I’ve actually been on Nostr myself a few months (and did my own video about it). As with most alternative networks, you see who you put in your feed.
Watch at https://youtu.be/aA-jiiepOrE
Which issue are they trying to solve? The censoring and control issue goes away with federated systems but there is the cost of having a running network. The corporate networks charge you the fee of personal info so it doesn’t cost actually money.
In all honesty the biggest issue I see is that social media eventually leads to us seeing what most of society is really like… boring, bigoted and stupid. This exists everywhere, it’s only that smaller networks like Lemmy just dont have the numbers to make those issues be so prominent.
Reminds me a little bit of Tragedy of the commons.
Right? Stuff from the “old days” is still popular and usable.
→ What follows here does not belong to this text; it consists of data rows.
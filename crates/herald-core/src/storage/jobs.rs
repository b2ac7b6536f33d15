//! Repository for the PostgreSQL-backed job queue.
//!
//! Jobs are claimed with `FOR UPDATE SKIP LOCKED` so many workers can poll
//! the same queue without blocking each other. A claimed job carries a
//! visibility deadline; if the worker dies the job becomes claimable again
//! once `locked_until` passes.

use std::sync::Arc;

use chrono::{DateTime, Utc};
use sqlx::{Executor, PgPool, Postgres, Transaction};
use uuid::Uuid;

use crate::{
    error::Result,
    models::{JobId, JobRecord},
};

/// Repository for job queue operations.
pub struct Repository {
    pool: Arc<PgPool>,
}

impl Repository {
    /// Creates a new repository instance.
    pub fn new(pool: Arc<PgPool>) -> Self {
        Self { pool }
    }

    /// Publishes a job.
    ///
    /// # Errors
    ///
    /// Returns error if the insert fails.
    pub async fn enqueue(
        &self,
        queue: &str,
        payload: &serde_json::Value,
        run_at: DateTime<Utc>,
        now: DateTime<Utc>,
    ) -> Result<JobId> {
        self.enqueue_impl(&*self.pool, queue, payload, run_at, now).await
    }

    /// Publishes a job within a transaction.
    ///
    /// # Errors
    ///
    /// Returns error if the insert fails.
    pub async fn enqueue_in_tx(
        &self,
        tx: &mut Transaction<'_, Postgres>,
        queue: &str,
        payload: &serde_json::Value,
        run_at: DateTime<Utc>,
        now: DateTime<Utc>,
    ) -> Result<JobId> {
        self.enqueue_impl(&mut **tx, queue, payload, run_at, now).await
    }

    async fn enqueue_impl<'e, E>(
        &self,
        executor: E,
        queue: &str,
        payload: &serde_json::Value,
        run_at: DateTime<Utc>,
        now: DateTime<Utc>,
    ) -> Result<JobId>
    where
        E: Executor<'e, Database = Postgres>,
    {
        let id = JobId::new();
        sqlx::query(
            r#"
            INSERT INTO jobs (id, queue, payload, status, attempts, run_at, created_at, updated_at)
            VALUES ($1, $2, $3, 'pending', 0, $4, $5, $5)
            "#,
        )
        .bind(id)
        .bind(queue)
        .bind(payload)
        .bind(run_at)
        .bind(now)
        .execute(executor)
        .await?;

        Ok(id)
    }

    /// Claims up to `batch_size` due jobs from `queue`.
    ///
    /// # Errors
    ///
    /// Returns error if the transaction fails.
    pub async fn claim(
        &self,
        queue: &str,
        batch_size: usize,
        now: DateTime<Utc>,
        visibility_timeout: chrono::Duration,
    ) -> Result<Vec<JobRecord>> {
        let mut tx = self.pool.begin().await?;

        let ids: Vec<Uuid> = sqlx::query_scalar(
            r#"
            SELECT id FROM jobs
            WHERE queue = $1
              AND ((status = 'pending' AND run_at <= $2)
                   OR (status = 'running' AND locked_until <= $2))
            ORDER BY run_at ASC
            LIMIT $3
            FOR UPDATE SKIP LOCKED
            "#,
        )
        .bind(queue)
        .bind(now)
        .bind(i64::try_from(batch_size).unwrap_or(i64::MAX))
        .fetch_all(&mut *tx)
        .await?;

        if ids.is_empty() {
            tx.rollback().await?;
            return Ok(Vec::new());
        }

        let jobs = sqlx::query_as::<_, JobRecord>(
            r#"
            UPDATE jobs
            SET status = 'running',
                attempts = attempts + 1,
                locked_until = $2,
                updated_at = $3
            WHERE id = ANY($1)
            RETURNING id, queue, payload, status, attempts, run_at, locked_until,
                      last_error, created_at, updated_at
            "#,
        )
        .bind(&ids)
        .bind(now + visibility_timeout)
        .bind(now)
        .fetch_all(&mut *tx)
        .await?;

        tx.commit().await?;

        Ok(jobs)
    }

    /// Marks a job completed.
    ///
    /// # Errors
    ///
    /// Returns error if the update fails.
    pub async fn complete(&self, id: JobId, now: DateTime<Utc>) -> Result<()> {
        sqlx::query(
            r#"
            UPDATE jobs
            SET status = 'completed', locked_until = NULL, updated_at = $2
            WHERE id = $1
            "#,
        )
        .bind(id)
        .bind(now)
        .execute(&*self.pool)
        .await?;

        Ok(())
    }

    /// Returns a job to `pending` to run again at `run_at`.
    ///
    /// # Errors
    ///
    /// Returns error if the update fails.
    pub async fn reschedule(
        &self,
        id: JobId,
        run_at: DateTime<Utc>,
        reason: Option<&str>,
        now: DateTime<Utc>,
    ) -> Result<()> {
        sqlx::query(
            r#"
            UPDATE jobs
            SET status = 'pending', run_at = $2, locked_until = NULL,
                last_error = COALESCE($3, last_error), updated_at = $4
            WHERE id = $1
            "#,
        )
        .bind(id)
        .bind(run_at)
        .bind(reason)
        .bind(now)
        .execute(&*self.pool)
        .await?;

        Ok(())
    }

    /// Marks a job permanently failed.
    ///
    /// # Errors
    ///
    /// Returns error if the update fails.
    pub async fn fail(&self, id: JobId, reason: &str, now: DateTime<Utc>) -> Result<()> {
        sqlx::query(
            r#"
            UPDATE jobs
            SET status = 'failed', locked_until = NULL, last_error = $2, updated_at = $3
            WHERE id = $1
            "#,
        )
        .bind(id)
        .bind(reason)
        .bind(now)
        .execute(&*self.pool)
        .await?;

        Ok(())
    }

    /// Replaces a running job's payload, e.g. to persist a fan-out cursor.
    ///
    /// # Errors
    ///
    /// Returns error if the update fails.
    pub async fn checkpoint_in_tx(
        &self,
        tx: &mut Transaction<'_, Postgres>,
        id: JobId,
        payload: &serde_json::Value,
        now: DateTime<Utc>,
    ) -> Result<()> {
        sqlx::query("UPDATE jobs SET payload = $2, updated_at = $3 WHERE id = $1")
            .bind(id)
            .bind(payload)
            .bind(now)
            .execute(&mut **tx)
            .await?;

        Ok(())
    }

    /// Finds a job by id.
    ///
    /// # Errors
    ///
    /// Returns error if the query fails.
    pub async fn find_by_id(&self, id: JobId) -> Result<Option<JobRecord>> {
        let job = sqlx::query_as::<_, JobRecord>(
            r#"
            SELECT id, queue, payload, status, attempts, run_at, locked_until,
                   last_error, created_at, updated_at
            FROM jobs
            WHERE id = $1
            "#,
        )
        .bind(id)
        .fetch_optional(&*self.pool)
        .await?;

        Ok(job)
    }
}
We can still email people, create private groups on WhatsApp/Signal/whatever to avoid algorithms, and subscribe to blogs by RSS (or email newsletter if unsupported, usually). In fact, it’s never been easier.
Just delete Facebook, Instagram, Twitter, whatever and move on.
Well, I’d certainly see it still more like ActivityPub. Only different is there are no actual login servers. You get 8 default relay servers that help relay your messages, and there are over 200 I think. Nostr is a different way of doing ActivityPub, but your identity stays with you (not on a server). A week after I tried it, I did this video at https://www.youtube.com/watch?v=8mSyMCJlSwA trying to explain some of the differences and similarities (like I did before for Lemmy, Mastodon, etc).
Sure there are differences but my question was really about what the new problem they are trying to solve. The local storage of your identity seems to he that big thing and I wonder who was asking for this. Seems like more of a nuisance than anything else, having to manage that data yourself.